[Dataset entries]
╔══
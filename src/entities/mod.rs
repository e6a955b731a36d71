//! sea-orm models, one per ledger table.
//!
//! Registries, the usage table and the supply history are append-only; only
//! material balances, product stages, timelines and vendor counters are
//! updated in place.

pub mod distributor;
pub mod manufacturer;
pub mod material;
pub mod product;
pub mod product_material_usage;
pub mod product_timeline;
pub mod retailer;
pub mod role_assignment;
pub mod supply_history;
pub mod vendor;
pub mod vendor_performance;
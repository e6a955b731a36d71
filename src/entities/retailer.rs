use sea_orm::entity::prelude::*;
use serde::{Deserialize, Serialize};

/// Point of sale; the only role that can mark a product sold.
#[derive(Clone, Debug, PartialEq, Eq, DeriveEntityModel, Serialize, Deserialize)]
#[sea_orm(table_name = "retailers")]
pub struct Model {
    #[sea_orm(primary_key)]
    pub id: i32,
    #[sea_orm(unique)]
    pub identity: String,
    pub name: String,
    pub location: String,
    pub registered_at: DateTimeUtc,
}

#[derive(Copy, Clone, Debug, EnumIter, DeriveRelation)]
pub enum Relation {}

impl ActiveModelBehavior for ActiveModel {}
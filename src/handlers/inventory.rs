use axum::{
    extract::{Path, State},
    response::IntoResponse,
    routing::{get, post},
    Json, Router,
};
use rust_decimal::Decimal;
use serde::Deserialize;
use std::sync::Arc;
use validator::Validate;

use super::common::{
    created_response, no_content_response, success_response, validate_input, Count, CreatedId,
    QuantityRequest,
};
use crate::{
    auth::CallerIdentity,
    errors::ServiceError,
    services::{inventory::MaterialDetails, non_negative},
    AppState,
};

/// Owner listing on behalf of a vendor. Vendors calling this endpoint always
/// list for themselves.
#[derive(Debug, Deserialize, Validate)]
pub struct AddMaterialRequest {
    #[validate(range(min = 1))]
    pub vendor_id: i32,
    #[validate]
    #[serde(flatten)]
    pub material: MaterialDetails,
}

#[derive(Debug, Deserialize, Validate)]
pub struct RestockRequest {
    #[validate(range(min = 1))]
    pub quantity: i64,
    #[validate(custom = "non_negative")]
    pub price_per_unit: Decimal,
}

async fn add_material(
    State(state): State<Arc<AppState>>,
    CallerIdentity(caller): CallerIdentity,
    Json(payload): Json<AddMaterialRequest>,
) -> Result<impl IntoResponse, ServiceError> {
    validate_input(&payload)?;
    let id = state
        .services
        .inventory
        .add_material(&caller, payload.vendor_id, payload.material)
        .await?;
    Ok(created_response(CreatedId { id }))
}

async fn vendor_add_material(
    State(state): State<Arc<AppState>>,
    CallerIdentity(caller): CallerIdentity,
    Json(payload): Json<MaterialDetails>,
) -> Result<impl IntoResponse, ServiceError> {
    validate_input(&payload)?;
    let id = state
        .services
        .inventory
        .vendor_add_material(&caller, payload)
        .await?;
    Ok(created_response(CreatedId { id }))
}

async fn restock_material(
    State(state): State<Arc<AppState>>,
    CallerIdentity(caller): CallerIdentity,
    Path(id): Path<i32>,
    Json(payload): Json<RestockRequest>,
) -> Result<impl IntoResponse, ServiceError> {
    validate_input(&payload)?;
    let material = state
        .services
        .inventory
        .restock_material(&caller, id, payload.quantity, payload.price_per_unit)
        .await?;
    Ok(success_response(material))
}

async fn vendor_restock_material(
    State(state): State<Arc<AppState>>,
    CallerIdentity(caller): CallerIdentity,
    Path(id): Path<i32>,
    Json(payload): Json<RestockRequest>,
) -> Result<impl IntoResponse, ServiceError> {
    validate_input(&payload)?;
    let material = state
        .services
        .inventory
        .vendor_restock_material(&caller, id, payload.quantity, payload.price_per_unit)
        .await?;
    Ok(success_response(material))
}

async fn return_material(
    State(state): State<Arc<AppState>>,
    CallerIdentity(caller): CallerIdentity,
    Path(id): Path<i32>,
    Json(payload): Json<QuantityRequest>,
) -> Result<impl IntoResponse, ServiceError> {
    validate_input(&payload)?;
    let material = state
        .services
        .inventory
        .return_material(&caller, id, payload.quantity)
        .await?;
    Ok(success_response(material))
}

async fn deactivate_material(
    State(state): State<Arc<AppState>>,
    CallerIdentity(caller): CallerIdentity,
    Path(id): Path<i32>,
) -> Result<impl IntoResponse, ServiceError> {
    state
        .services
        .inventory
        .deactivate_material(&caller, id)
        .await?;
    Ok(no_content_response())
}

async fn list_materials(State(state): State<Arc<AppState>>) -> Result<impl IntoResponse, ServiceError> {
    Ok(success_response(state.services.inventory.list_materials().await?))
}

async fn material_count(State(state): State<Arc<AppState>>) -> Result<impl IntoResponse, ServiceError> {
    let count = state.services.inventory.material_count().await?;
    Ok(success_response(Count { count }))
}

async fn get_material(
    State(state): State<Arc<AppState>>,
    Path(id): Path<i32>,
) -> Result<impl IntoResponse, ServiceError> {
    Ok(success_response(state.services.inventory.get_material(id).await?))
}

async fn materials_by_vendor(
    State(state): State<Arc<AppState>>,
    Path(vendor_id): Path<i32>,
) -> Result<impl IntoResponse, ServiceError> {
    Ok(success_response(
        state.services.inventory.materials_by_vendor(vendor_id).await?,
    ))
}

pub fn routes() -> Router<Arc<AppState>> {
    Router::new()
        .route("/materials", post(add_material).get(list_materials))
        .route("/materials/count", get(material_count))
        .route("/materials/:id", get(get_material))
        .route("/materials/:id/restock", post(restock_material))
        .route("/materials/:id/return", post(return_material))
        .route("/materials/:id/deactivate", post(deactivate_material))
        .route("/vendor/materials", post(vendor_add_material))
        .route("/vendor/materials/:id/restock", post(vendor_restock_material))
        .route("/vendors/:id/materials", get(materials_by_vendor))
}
╚══
╔══
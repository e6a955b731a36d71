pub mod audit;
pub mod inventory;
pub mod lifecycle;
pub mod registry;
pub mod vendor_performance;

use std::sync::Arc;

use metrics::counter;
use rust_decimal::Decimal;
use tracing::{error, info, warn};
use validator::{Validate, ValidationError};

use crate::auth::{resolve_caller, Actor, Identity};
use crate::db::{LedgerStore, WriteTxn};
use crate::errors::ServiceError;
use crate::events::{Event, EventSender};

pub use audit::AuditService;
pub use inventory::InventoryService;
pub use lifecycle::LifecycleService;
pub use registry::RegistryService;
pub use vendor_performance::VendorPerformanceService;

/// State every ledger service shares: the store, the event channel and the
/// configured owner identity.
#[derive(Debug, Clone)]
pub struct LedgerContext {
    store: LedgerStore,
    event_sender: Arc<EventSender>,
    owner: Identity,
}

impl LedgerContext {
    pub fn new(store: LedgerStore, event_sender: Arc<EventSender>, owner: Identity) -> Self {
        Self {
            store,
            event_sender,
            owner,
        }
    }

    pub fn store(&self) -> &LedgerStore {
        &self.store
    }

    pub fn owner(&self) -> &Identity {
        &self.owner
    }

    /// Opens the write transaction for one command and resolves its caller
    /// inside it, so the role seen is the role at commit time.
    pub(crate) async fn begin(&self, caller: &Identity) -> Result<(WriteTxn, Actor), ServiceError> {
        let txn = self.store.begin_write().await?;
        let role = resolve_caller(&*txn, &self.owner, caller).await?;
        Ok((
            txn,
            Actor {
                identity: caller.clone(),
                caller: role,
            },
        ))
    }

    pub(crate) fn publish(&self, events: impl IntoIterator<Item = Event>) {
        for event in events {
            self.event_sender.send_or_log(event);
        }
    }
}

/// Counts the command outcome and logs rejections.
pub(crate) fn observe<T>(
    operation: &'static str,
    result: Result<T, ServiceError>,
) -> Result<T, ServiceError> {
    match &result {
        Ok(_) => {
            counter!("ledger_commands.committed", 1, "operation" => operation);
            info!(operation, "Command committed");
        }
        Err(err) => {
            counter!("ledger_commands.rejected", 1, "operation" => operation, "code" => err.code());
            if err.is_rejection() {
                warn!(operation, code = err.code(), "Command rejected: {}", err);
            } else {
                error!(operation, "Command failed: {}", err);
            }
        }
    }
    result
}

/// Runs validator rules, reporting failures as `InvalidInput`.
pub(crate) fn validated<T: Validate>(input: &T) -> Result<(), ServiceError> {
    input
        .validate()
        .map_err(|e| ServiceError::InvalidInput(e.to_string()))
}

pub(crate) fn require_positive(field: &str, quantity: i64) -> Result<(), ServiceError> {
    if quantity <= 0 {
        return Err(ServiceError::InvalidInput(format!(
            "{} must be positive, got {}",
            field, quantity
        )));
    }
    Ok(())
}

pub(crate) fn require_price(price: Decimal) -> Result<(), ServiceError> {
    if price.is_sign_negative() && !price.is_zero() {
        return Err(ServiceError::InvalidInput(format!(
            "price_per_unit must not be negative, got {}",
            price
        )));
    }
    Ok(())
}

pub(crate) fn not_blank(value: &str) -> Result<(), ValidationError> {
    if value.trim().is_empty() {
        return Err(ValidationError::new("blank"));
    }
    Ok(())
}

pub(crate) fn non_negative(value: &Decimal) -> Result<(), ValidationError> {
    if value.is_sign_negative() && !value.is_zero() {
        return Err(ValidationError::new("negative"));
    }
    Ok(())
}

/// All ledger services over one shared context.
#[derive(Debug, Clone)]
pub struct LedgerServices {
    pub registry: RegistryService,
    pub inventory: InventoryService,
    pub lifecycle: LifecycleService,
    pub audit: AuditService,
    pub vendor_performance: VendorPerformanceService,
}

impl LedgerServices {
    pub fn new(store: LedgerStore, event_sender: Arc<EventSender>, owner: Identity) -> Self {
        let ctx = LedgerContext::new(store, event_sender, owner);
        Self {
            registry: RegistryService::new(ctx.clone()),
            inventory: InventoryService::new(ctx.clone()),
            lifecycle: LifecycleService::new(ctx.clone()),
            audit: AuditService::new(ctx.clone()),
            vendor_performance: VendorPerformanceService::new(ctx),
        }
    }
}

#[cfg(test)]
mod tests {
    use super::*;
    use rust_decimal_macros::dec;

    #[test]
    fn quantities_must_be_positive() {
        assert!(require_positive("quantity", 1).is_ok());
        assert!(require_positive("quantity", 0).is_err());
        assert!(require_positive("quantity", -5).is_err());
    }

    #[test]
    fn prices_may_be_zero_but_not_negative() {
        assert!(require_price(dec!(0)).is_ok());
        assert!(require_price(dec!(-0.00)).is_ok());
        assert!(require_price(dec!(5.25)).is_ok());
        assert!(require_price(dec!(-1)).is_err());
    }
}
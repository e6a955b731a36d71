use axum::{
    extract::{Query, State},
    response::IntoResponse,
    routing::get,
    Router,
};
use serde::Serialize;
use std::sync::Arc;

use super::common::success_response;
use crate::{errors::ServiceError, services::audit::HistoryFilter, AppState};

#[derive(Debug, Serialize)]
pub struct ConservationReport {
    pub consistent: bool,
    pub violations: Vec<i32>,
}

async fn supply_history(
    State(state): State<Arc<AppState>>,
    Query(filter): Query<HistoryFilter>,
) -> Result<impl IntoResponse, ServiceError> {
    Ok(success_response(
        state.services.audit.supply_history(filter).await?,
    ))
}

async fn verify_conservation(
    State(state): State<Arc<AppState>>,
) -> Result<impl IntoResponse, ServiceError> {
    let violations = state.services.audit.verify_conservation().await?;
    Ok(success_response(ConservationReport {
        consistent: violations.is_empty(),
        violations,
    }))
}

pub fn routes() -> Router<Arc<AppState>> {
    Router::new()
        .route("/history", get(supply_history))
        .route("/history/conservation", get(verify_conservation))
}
╚══
╔══
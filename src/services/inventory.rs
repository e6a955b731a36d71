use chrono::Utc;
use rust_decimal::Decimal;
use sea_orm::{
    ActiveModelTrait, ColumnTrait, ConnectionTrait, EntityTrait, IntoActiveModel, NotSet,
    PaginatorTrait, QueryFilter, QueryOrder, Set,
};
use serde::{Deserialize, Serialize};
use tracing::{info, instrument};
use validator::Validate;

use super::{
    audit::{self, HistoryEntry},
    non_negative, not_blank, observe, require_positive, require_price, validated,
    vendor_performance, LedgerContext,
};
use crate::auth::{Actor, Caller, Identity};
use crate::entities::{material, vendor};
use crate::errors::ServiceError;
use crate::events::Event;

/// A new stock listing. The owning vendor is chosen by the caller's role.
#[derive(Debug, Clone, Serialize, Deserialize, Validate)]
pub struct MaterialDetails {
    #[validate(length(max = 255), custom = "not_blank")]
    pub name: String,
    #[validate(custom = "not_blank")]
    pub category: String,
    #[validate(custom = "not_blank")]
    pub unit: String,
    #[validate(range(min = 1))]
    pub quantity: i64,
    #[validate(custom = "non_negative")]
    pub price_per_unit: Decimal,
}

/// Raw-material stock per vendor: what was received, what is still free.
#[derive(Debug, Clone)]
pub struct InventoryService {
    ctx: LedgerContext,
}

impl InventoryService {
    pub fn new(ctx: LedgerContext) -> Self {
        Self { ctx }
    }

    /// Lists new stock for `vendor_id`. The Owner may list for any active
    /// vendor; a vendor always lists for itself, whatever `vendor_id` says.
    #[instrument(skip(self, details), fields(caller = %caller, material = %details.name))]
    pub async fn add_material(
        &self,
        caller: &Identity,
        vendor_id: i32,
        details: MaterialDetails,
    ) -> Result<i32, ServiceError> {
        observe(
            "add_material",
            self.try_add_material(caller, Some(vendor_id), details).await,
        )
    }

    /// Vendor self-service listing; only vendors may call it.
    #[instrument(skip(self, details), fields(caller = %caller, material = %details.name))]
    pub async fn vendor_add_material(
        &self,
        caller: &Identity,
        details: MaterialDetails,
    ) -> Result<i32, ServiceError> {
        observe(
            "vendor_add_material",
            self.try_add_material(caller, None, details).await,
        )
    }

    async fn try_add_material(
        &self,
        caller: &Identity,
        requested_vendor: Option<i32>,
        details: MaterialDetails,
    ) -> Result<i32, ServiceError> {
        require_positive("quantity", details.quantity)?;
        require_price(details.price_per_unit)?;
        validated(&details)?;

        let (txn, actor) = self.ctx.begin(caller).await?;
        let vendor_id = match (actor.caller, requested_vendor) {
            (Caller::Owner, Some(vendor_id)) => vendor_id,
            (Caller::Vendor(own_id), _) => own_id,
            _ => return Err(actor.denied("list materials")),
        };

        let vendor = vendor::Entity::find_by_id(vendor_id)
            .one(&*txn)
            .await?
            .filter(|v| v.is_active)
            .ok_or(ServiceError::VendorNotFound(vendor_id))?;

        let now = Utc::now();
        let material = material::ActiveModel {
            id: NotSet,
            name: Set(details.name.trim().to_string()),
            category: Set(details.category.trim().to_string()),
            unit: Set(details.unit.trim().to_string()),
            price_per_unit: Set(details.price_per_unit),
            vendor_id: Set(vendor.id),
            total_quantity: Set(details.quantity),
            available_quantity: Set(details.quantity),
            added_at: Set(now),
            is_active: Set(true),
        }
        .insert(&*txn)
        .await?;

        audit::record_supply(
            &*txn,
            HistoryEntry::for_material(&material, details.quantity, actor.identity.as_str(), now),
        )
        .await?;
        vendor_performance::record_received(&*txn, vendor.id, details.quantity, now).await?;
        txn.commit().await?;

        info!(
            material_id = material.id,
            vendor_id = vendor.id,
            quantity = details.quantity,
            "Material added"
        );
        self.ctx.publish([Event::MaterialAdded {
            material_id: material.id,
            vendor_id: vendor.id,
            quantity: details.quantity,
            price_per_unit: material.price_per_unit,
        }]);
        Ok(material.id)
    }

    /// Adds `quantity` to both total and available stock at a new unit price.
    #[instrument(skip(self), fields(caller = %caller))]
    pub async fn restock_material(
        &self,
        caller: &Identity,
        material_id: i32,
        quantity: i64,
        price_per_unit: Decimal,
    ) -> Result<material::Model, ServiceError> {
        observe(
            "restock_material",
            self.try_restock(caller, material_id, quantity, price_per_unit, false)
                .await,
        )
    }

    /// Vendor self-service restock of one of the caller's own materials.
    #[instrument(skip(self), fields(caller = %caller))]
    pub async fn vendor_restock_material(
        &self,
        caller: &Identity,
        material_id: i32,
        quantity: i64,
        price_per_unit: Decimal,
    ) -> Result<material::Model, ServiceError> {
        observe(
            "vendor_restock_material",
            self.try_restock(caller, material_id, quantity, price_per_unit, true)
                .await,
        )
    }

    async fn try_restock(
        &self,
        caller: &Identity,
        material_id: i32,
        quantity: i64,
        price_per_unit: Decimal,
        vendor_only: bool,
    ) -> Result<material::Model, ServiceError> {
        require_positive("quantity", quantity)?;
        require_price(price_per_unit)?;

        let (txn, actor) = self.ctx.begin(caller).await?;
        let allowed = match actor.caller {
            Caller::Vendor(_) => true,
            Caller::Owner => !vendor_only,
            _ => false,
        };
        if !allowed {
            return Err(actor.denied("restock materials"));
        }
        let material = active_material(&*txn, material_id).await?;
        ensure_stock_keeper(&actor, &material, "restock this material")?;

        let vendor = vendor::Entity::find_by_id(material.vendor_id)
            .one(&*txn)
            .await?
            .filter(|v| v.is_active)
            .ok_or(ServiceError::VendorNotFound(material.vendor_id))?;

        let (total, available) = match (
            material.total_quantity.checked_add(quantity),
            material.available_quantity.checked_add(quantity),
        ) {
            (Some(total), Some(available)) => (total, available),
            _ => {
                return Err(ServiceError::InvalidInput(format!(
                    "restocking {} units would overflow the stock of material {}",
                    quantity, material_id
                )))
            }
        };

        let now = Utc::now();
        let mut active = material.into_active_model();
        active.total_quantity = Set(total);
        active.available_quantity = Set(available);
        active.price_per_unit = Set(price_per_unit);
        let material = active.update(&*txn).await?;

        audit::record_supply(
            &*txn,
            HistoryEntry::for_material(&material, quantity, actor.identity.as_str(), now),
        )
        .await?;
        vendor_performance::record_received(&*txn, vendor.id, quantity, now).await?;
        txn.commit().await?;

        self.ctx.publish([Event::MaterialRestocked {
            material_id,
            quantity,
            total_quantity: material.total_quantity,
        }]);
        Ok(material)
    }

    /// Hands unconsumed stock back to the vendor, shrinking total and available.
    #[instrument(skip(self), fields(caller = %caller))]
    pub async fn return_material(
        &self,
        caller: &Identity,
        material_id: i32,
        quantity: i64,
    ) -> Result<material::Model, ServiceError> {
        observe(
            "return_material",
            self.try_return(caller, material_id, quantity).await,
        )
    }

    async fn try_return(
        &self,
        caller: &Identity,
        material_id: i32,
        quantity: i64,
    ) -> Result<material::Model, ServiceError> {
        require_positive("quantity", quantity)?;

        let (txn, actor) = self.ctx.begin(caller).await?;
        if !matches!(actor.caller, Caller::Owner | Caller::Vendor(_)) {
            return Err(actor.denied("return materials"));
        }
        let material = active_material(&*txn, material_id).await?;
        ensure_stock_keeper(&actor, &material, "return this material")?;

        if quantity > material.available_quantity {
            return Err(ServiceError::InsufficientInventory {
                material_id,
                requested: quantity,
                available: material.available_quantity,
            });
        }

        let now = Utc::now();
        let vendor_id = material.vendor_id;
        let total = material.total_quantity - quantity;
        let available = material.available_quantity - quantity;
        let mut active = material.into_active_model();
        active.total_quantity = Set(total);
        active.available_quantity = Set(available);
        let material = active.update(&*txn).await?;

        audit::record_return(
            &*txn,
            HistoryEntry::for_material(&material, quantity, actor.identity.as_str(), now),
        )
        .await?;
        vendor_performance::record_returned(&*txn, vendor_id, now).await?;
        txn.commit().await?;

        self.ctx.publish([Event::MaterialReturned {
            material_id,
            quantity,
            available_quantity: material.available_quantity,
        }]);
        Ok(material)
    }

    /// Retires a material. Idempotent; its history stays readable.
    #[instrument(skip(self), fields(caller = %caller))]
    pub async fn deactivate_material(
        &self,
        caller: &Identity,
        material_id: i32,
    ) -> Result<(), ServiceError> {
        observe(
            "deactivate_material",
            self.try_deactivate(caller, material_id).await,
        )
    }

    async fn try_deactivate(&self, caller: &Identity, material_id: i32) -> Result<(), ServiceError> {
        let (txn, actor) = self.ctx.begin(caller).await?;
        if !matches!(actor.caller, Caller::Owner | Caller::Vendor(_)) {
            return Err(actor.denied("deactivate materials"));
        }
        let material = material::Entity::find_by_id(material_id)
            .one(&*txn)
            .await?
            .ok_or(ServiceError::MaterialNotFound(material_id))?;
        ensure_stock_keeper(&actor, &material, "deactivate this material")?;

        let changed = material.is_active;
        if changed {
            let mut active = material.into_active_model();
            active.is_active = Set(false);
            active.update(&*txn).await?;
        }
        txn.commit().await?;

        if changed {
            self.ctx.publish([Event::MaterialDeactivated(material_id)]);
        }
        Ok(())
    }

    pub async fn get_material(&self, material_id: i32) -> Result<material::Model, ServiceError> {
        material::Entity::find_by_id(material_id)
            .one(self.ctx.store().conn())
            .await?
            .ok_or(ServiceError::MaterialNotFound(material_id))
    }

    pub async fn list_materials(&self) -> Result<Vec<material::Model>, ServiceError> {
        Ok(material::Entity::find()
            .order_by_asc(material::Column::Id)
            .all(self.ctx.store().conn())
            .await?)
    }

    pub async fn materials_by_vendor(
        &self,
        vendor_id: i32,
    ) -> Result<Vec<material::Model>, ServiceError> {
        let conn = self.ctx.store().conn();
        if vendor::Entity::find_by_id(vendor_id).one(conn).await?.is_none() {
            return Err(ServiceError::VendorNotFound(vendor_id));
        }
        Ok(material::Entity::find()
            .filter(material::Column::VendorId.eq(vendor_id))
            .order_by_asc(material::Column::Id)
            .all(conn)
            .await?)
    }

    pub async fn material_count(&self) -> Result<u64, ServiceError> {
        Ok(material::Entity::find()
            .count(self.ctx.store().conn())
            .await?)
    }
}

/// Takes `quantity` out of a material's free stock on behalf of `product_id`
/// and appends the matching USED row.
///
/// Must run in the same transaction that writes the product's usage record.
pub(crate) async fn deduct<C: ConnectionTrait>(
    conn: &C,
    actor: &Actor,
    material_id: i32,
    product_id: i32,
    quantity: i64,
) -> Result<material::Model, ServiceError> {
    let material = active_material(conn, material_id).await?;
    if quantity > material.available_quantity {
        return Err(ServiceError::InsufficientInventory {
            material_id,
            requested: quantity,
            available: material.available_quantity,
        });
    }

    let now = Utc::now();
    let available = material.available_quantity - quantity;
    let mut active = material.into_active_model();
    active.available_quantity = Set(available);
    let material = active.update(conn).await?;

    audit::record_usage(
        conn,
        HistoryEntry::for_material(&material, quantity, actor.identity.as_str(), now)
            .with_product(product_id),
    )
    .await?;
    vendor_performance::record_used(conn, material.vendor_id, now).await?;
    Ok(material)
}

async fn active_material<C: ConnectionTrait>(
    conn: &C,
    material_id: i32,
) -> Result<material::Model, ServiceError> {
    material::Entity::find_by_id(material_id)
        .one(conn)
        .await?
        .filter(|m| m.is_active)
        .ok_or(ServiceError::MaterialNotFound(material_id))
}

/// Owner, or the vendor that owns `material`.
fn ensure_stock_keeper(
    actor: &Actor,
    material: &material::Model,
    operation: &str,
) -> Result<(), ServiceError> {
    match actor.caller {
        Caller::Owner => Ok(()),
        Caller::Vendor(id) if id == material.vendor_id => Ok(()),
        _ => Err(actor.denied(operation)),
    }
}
╚══
# [Problem details]
Wherever the string "InsufficientInventory" occurs in the data, copy the line that holds it.

# [Response]
            return Err(ServiceError::InsufficientInventory {
        return Err(ServiceError::InsufficientInventory {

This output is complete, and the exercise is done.